Take each line below that has "mpsc" and copy it.
────────────────────────────────────────
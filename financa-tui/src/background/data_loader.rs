use crate::cache::TaxonomyCache;
use crate::events::DataEvent;
use crate::hooks::{RecurringHooks, RecurringRequest};
use financa_api::endpoints::{Month, TransactionId, Valor};
use financa_api::{Client, Request};
use std::sync::Arc;
use tokio::sync::mpsc;

/// Runs the API and cache traffic for the dashboard.
///
/// Every method reports back through the data event channel; nothing here
/// touches application state directly.
#[derive(Clone)]
pub struct DataLoader {
    api_client: Arc<Client>,
    cache: Arc<TaxonomyCache>,
    hooks: Arc<dyn RecurringHooks>,
    data_tx: mpsc::UnboundedSender<DataEvent>,
}

impl DataLoader {
    pub fn new(
        api_client: Arc<Client>,
        cache: Arc<TaxonomyCache>,
        hooks: Arc<dyn RecurringHooks>,
        data_tx: mpsc::UnboundedSender<DataEvent>,
    ) -> Self {
        Self {
            api_client,
            cache,
            hooks,
            data_tx,
        }
    }

    /// Load the category taxonomy, cache first for an instant paint, then
    /// fresh from the API. The fresh copy always wins.
    pub async fn load_taxonomy(&self, force_refresh: bool) {
        if !force_refresh {
            match self.cache.get_taxonomy().await {
                Ok(Some(cached)) => {
                    let _ = self.data_tx.send(DataEvent::TaxonomyCacheLoaded {
                        taxonomy: cached.taxonomy,
                    });
                }
                Ok(None) => {}
                Err(e) => tracing::warn!("Failed to read taxonomy cache: {}", e),
            }
        }

        match self.api_client.send(Request::categories().list()).await {
            Ok(taxonomy) => {
                let cache = Arc::clone(&self.cache);
                let to_cache = taxonomy.clone();
                tokio::spawn(async move {
                    if let Err(e) = cache.set_taxonomy(&to_cache).await {
                        tracing::warn!("Failed to write taxonomy cache: {}", e);
                    }
                });
                let _ = self.data_tx.send(DataEvent::TaxonomyLoaded { taxonomy });
            }
            Err(e) => {
                let _ = self.data_tx.send(DataEvent::TaxonomyLoadFailed {
                    error: e.to_string(),
                });
            }
        }
    }

    /// Fetch one category's transactions and variances for the month.
    /// Variances are decorative, so their failure only logs.
    pub async fn load_category(&self, categoria: String, month: Month, generation: u64) {
        let request = Request::transactions(month.clone()).list(categoria.clone());
        match self.api_client.send(request).await {
            Ok(transactions) => {
                let _ = self.data_tx.send(DataEvent::CategoryTransactionsLoaded {
                    categoria: categoria.clone(),
                    generation,
                    transactions,
                });
            }
            Err(e) => {
                let _ = self.data_tx.send(DataEvent::CategoryTransactionsLoadFailed {
                    categoria,
                    generation,
                    error: e.to_string(),
                });
                return;
            }
        }

        let request = Request::variances(month).list(categoria.clone());
        match self.api_client.send(request).await {
            Ok(variances) => {
                let _ = self.data_tx.send(DataEvent::CategoryVariancesLoaded {
                    categoria,
                    generation,
                    variances,
                });
            }
            Err(e) => {
                tracing::warn!("Failed to load variances for '{}': {}", categoria, e);
            }
        }
    }

    pub async fn update_row_category(
        &self,
        month: Month,
        id: TransactionId,
        descricao: String,
        categoria: String,
        subcategoria: Option<String>,
    ) {
        let mut request = Request::transactions(month).update_category(id, categoria.clone());
        if let Some(ref sub) = subcategoria {
            request = request.subcategoria(sub.clone());
        }

        let event = match self.api_client.send(request).await {
            Ok(response) if response.success => DataEvent::RowCategoryUpdated {
                id,
                descricao,
                categoria,
                subcategoria,
                updated: response.transacoes_atualizadas,
            },
            Ok(_) => DataEvent::RowCategoryUpdateFailed {
                id,
                error: "servidor recusou a atualização".to_string(),
            },
            Err(e) => DataEvent::RowCategoryUpdateFailed {
                id,
                error: e.to_string(),
            },
        };
        let _ = self.data_tx.send(event);
    }

    pub async fn update_description_category(
        &self,
        month: Month,
        descricao: String,
        categoria: String,
        subcategoria: Option<String>,
    ) {
        let mut request =
            Request::transactions(month).update_by_description(descricao.clone(), categoria.clone());
        if let Some(ref sub) = subcategoria {
            request = request.subcategoria(sub.clone());
        }

        let event = match self.api_client.send(request).await {
            Ok(response) if response.success => DataEvent::DescriptionCategoryUpdated {
                descricao,
                categoria,
                subcategoria,
                updated: response.transacoes_atualizadas,
            },
            Ok(_) => DataEvent::DescriptionCategoryUpdateFailed {
                descricao,
                error: "servidor recusou a atualização".to_string(),
            },
            Err(e) => DataEvent::DescriptionCategoryUpdateFailed {
                descricao,
                error: e.to_string(),
            },
        };
        let _ = self.data_tx.send(event);
    }

    pub async fn save_mapping(&self, descricao_original: String, descricao_customizada: String) {
        let request = Request::mappings().save(&descricao_original, &descricao_customizada);
        let event = match self.api_client.send(request).await {
            Ok(response) if response.success => DataEvent::MappingSaved {
                descricao_original,
                descricao_customizada,
            },
            Ok(_) => DataEvent::MappingSaveFailed {
                descricao_original,
                error: "servidor recusou o mapeamento".to_string(),
            },
            Err(e) => DataEvent::MappingSaveFailed {
                descricao_original,
                error: e.to_string(),
            },
        };
        let _ = self.data_tx.send(event);
    }

    pub async fn delete_mapping(&self, descricao_original: String) {
        let request = Request::mappings().delete(&descricao_original);
        let event = match self.api_client.send(request).await {
            Ok(response) if response.success => DataEvent::MappingDeleted { descricao_original },
            Ok(_) => DataEvent::MappingDeleteFailed {
                descricao_original,
                error: "servidor recusou a remoção".to_string(),
            },
            Err(e) => DataEvent::MappingDeleteFailed {
                descricao_original,
                error: e.to_string(),
            },
        };
        let _ = self.data_tx.send(event);
    }

    /// Register a recurring expense. External hooks get the request first;
    /// the API is the fallback when no hook claims it.
    pub async fn add_recurring(&self, descricao: String, categoria: String, valor: Valor) {
        let request = RecurringRequest {
            descricao: descricao.clone(),
            categoria: categoria.clone(),
            valor,
        };

        if self.hooks.open_prefilled_form(&request) || self.hooks.quick_add(&request) {
            let _ = self.data_tx.send(DataEvent::RecurringAdded {
                descricao,
                via_hook: true,
            });
            return;
        }

        let request = Request::recurring().add(&descricao, &categoria, valor);
        let event = match self.api_client.send(request).await {
            Ok(response) if response.success => {
                self.hooks.refresh_list();
                DataEvent::RecurringAdded {
                    descricao,
                    via_hook: false,
                }
            }
            Ok(_) => DataEvent::RecurringAddFailed {
                descricao,
                error: "servidor recusou o cadastro".to_string(),
            },
            Err(e) => DataEvent::RecurringAddFailed {
                descricao,
                error: e.to_string(),
            },
        };
        let _ = self.data_tx.send(event);
    }
}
────────────────────────────────────────
__Written solution__.
use tokio::sync::mpsc;
    data_tx: mpsc::UnboundedSender<DataEvent>,
        data_tx: mpsc::UnboundedSender<DataEvent>,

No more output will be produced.